New research in monkeys exposed to SIV, the animal equivalent of HIV, reveals what happens in the very earliest stages of infection, before virus is even detectable in the blood, which is a critical but difficult period to study in humans. The findings, published in the journal Cell, have important implications for vaccine development and other strategies to prevent infection.

Researchers exposed 44 rhesus monkeys to SIV and conducted analyses of the animals on days 0, 1, 3, 7 and 10 following exposure, they found that SIV could disseminate rapidly through the body, with viral RNA (SIV's genetic material) present in at least one tissue outside the reproductive tract in most monkeys analyzed 24 hours after exposure.

The inflammatory response occurred in virus-infected tissues soon after exposure to SIV, and increasing amounts of viral RNA correlated with rising amounts of a host protein called NLRX1, which inhibits antiviral immune responses. In addition, the TGF-beta cell-signaling pathway, which suppresses adaptive immune responses, was triggered and correlated with lower levels of antiviral T immune cell responses, as well as higher levels of SIV replication. The researchers observed elevated expression of genes in the TGF-beta pathway in tissues that contained viral RNA as early as day 1 after exposure to the virus.
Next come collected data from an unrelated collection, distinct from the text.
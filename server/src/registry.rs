use std::sync::Arc;

use solana_sdk::pubkey::Pubkey;
use types::{Branch, MemberStatusResponse, RegistrationStatus};

use crate::{
    consts::MEMBERSHIP_PERIOD,
    error::Error,
    placement::{self, Placement},
    rewards::Rewards,
    store::Store,
};

/// Result of the reward pass that follows a committed placement.
#[derive(Clone, Debug, PartialEq, Eq)]
pub enum RewardOutcome {
    /// Number of tiers awarded along the upline.
    Awarded(usize),
    Failed(String),
}

#[derive(Clone, Debug, PartialEq, Eq)]
pub struct Registration {
    pub placement: Placement,
    pub rewards: RewardOutcome,
}

/// Membership entrypoints: registration, renewal and status.
pub struct Registry {
    store: Arc<dyn Store>,
    rewards: Arc<Rewards>,

    // Sponsor used when no referrer is given.
    root: Pubkey,
    referral_base_url: String,
}

impl Registry {
    pub fn new(
        store: Arc<dyn Store>,
        rewards: Arc<Rewards>,
        root: Pubkey,
        referral_base_url: String,
    ) -> Self {
        Registry {
            store,
            rewards,
            root,
            referral_base_url,
        }
    }

    /// Registers `wallet` under `referrer`, or under the root if none.
    ///
    /// The placement either commits in full or fails with nothing written.
    /// Once it has committed the registration stands: a failing reward pass
    /// is reported in the result and never undoes it.
    pub async fn register_member(
        &self,
        wallet: &Pubkey,
        referrer: Option<&Pubkey>,
        branch: Branch,
        now: i64,
    ) -> Result<Registration, Error> {
        let requested = referrer.unwrap_or(&self.root);
        let placement =
            placement::place(self.store.as_ref(), wallet, requested, branch, now).await?;
        log::info!(
            "registered {} under {} at {}",
            wallet,
            placement.sponsor,
            placement.branch
        );
        let rewards = match self
            .rewards
            .calculate_and_award(&placement.sponsor, now)
            .await
        {
            Ok(awards) => RewardOutcome::Awarded(awards.len()),
            Err(err) => {
                log::error!("reward calculation after registering {}: {}", wallet, err);
                RewardOutcome::Failed(err.to_string())
            }
        };
        Ok(Registration { placement, rewards })
    }

    /// Extends membership by one period from `now`, resets rank and
    /// deactivates the member's reward tiers.
    pub async fn renew_member(&self, wallet: &Pubkey, now: i64) -> Result<i64, Error> {
        let expiry_at = now.saturating_add(MEMBERSHIP_PERIOD);
        if !self.store.renew_member(wallet, expiry_at).await? {
            log::warn!("cannot renew unknown member {}", wallet);
            return Err(Error::MemberNotFound(wallet.to_string()));
        }
        log::info!("renewed {} until {}", wallet, expiry_at);
        if let Err(err) = self.rewards.reset_member_rewards(wallet).await {
            log::error!("failed to reset rewards of renewed {}: {:?}", wallet, err);
        }
        Ok(expiry_at)
    }

    pub async fn member_status(
        &self,
        wallet: &Pubkey,
        now: i64,
    ) -> Result<MemberStatusResponse, Error> {
        let wallet_address = wallet.to_string();
        let Some(member) = self.store.get_member(wallet).await? else {
            return Ok(MemberStatusResponse {
                status: RegistrationStatus::NotRegistered,
                wallet_address,
                expiry_at: None,
                current_rank: None,
                referral_link: None,
            });
        };
        let status = if member.is_active_at(now) {
            RegistrationStatus::Active
        } else {
            RegistrationStatus::Expired
        };
        Ok(MemberStatusResponse {
            status,
            referral_link: Some(format!("{}?ref={}", self.referral_base_url, wallet_address)),
            wallet_address,
            expiry_at: Some(member.expiry_at),
            current_rank: Some(member.rank),
        })
    }
}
The findings suggest that there may be a very narrow window of opportunity to contain or eliminate the virus. HIV prevention strategies should take these factors into account. "We believe that these insights into early HIV/SIV infection will be critical for the development of interventions to block infection, such as vaccines, antibodies, microbicides and drugs," author said. "The next step in this line of research is to evaluate how various interventions may impact these early events."